Por Fernando Hernández de la Rosa y Raúl Mondragón Von Bertrab[1]
“The economy, stupid.”
-James Carville
Ya los griegos y romanos advertían la necesidad de dividir el poder. Siglos llevaría forjar la teoría respectiva –y más aún, la praxis- que el parlamento inglés, los ilustrados franceses y los revolucionarios norteamericanos, influidos todos por John Locke, así como las Naciones Unidas, declararon como derechos fundamentales del hombre y del ciudadano libre e independiente.
Estos antecedentes y lo plasmado al respecto en la Constitución de Cádiz de 1812 se han reflejado en nuestras constituciones y hoy son ley suprema en la nación mexicana.

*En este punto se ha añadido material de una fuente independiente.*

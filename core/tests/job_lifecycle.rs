use std::sync::Arc;
use std::sync::Mutex;
use std::time::Duration;

use core_test_support::ScriptedAppliance;
use core_test_support::fast_timing;
use core_test_support::wait_for_done;
use opsdesk_core::AutomationService;
use opsdesk_core::JobOwner;
use opsdesk_core::JobStatus;
use opsdesk_core::OpsConfig;
use opsdesk_core::OpsErr;
use opsdesk_core::SystemTag;
use opsdesk_core::credentials::Credentials;
use opsdesk_core::credentials::MemoryCredentialStore;
use opsdesk_core::progress::ProgressSink;
use pretty_assertions::assert_eq;
use serde_json::json;

fn service(appliance: &ScriptedAppliance, store: MemoryCredentialStore) -> AutomationService {
    let config = OpsConfig {
        shell: fast_timing(),
        ..OpsConfig::default()
    };
    AutomationService::new(config, Arc::new(store), Arc::new(appliance.clone()))
}

fn admin_credentials() -> MemoryCredentialStore {
    let store = MemoryCredentialStore::new();
    store.insert_shared("vpn", Credentials::new("admin", "Sup3rSecret").expect("credentials"));
    store
}

#[tokio::test]
async fn invalid_parameters_never_create_a_job() {
    let appliance = ScriptedAppliance::new();
    let service = service(&appliance, admin_credentials());
    let owner = JobOwner::new(1, "operator");

    let err = service
        .submit(
            &owner,
            SystemTag::Vpn,
            "add_user",
            json!({
                "vpn_user": "alice",
                "description": "Alice",
                "mail": "not-a-mail",
                "status": "enabled",
            }),
            None,
        )
        .expect_err("bad mail must be rejected");

    assert!(matches!(err, OpsErr::InvalidRequest(_)), "{err:?}");
    assert!(service.jobs().is_empty());
    assert!(appliance.logins().is_empty());
}

#[tokio::test]
async fn missing_credentials_never_create_a_job() {
    let appliance = ScriptedAppliance::new();
    let service = service(&appliance, MemoryCredentialStore::new());
    let owner = JobOwner::new(1, "operator");

    let err = service
        .submit(&owner, SystemTag::Vpn, "search_user", json!({ "description": "x" }), None)
        .expect_err("no credentials");

    assert!(matches!(err, OpsErr::Credentials(_)), "{err:?}");
    assert!(service.jobs().is_empty());
}

#[tokio::test]
async fn unsupported_operations_are_refused_up_front() {
    let appliance = ScriptedAppliance::new();
    let service = service(&appliance, admin_credentials());
    let owner = JobOwner::new(1, "operator");

    for (system, operation) in [
        (SystemTag::Vpn, "export_excel"),
        (SystemTag::Vpn, "reboot"),
        (SystemTag::Directory, "unlock_user"),
        (SystemTag::Print, "list_printers"),
    ] {
        let err = service
            .submit(&owner, system, operation, json!({}), None)
            .expect_err("unsupported");
        assert!(matches!(err, OpsErr::Unsupported { .. }), "{operation}: {err:?}");
    }
    assert!(service.jobs().is_empty());
}

#[tokio::test]
async fn jobs_are_only_visible_to_their_owner() {
    let appliance = ScriptedAppliance::new();
    let service = service(&appliance, admin_credentials());
    let owner = JobOwner::new(1, "operator");
    let stranger = JobOwner::new(2, "someone-else");

    let id = service
        .submit(&owner, SystemTag::Vpn, "search_user", json!({ "description": "x" }), None)
        .expect("submit");

    assert!(service.poll(&id, &stranger).is_none());
    let view = wait_for_done(&service, &id, &owner, Duration::from_secs(10)).await;
    assert_eq!(view.job_id, id);
    assert_eq!(view.system, SystemTag::Vpn);
    assert_eq!(view.operation, "search_user");
    assert!(service.poll(&id, &stranger).is_none());
}

#[tokio::test]
async fn observer_sees_every_progress_line() {
    let listing = "name a id 1 description 'Team' group default^root role none mail a@example.com phone - invalid no \r\n\
        name b id 2 description 'Team' group default^root role none mail b@example.com phone - invalid no \r\n";
    let appliance = ScriptedAppliance::new().reply("aaaa user user search", listing);
    let service = service(&appliance, admin_credentials());
    let owner = JobOwner::new(1, "operator");
    let seen = Arc::new(Mutex::new(Vec::new()));
    let sink = Arc::clone(&seen);
    let observer: Arc<dyn ProgressSink> = Arc::new(move |line: &str, processed: usize, total: usize| {
        if let Ok(mut seen) = sink.lock() {
            seen.push((line.to_string(), processed, total));
        }
    });

    let id = service
        .submit(&owner, SystemTag::Vpn, "search_user", json!({ "description": "Team" }), Some(observer))
        .expect("submit");
    let view = wait_for_done(&service, &id, &owner, Duration::from_secs(10)).await;

    let seen = seen.lock().expect("observer lock").clone();
    assert_eq!(seen.len(), 2);
    assert_eq!((seen[0].1, seen[0].2), (1, 2));
    assert!(seen[1].0.starts_with("name: b"), "{}", seen[1].0);
    assert_eq!(view.status, JobStatus::Success);
}

#[tokio::test]
async fn refused_login_fails_the_job() {
    let appliance = ScriptedAppliance::new().refuse_logins(1);
    let service = service(&appliance, admin_credentials());
    let owner = JobOwner::new(1, "operator");

    let id = service
        .submit(&owner, SystemTag::Vpn, "modify_status", json!({ "vpn_user": "bob" }), None)
        .expect("submit");
    let view = wait_for_done(&service, &id, &owner, Duration::from_secs(10)).await;

    assert_eq!(view.status, JobStatus::Failed);
    assert!(view.done);
    assert!(!view.ok);
    assert_eq!(view.progress, 100);
    assert_eq!(view.message, "execution failed");
    assert_eq!(view.error, "authentication rejected for account admin");
    assert!(appliance.commands().is_empty());
}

No obstante, el sistema presidencialista que surgió del generalato posrevolucionario, atenuado brevemente a principios de este siglo pero que ha retomado su fuerza en el presente sexenio, ha dado de facto al Ejecutivo el poder máximo, subordinándose a él y a sus caprichos tanto el Legislativo como el Judicial, anulando el equilibrio de pesos y contrapesos que Montesquieu vislumbró en su Espíritu de las Leyes. Incluso y con inevitable repercusión en la economía, esa autonomía también alcanza de manera conceptual y con idoneidad al poder financiero de los bancos centrales, independientes en algunos países, como la Reserva Federal o “Fed” en Estados Unidos, el Banco Central Europeo o el Banco de Japón. Si bien la Constitución de la República, en su artículo 28, establece la autonomía del banco central, el Banco de México se encuentra en la también en la mira del poder ejecutivo.
“Obedézcase pero no se cumpla”, fue la respuesta de los Virreyes a las normas reales cuya aplicación era contraria al concepto local de Justicia o a los usos y costumbres de algún lugar. Esa frase tan simple ilustra el origen de la corrupción legislativa que nos aqueja como pueblos emanados de la Conquista. Desde ahí nos “acomodamos”, como la Corona al derecho indiano y sus obligaciones naturales, esto es, no exigibles, acomodaticias.
De facto, así han funcionado algunos gobiernos latinoamericanos, con un poder central que lo corrompe todo, muchas veces a instancia de o con la bendición de los Estados Unidos, por así convenir a sus intereses, a su agenda regional. Hoy en día, esos intereses se ven amenazados por los gobiernos que no reconocen porque no comprenden el Estado de derecho y sus componentes, a saber, el Imperio de la ley, la división de poderes, la legalidad de la Administración y los derechos y libertades fundamentales.[2]
La primera condición para desmotivar la corrupción ordinaria en un Estado es promover, instaurar y ver por la saludable división de poderes. En la medida en que el titular del Ejecutivo pretenda someter a su voluntad a los otros poderes, en esa medida promoverá la corrupción que, esa sí, desciende ágilmente por la escalinata popular hasta la base de la pirámide, para eso sí, sabia.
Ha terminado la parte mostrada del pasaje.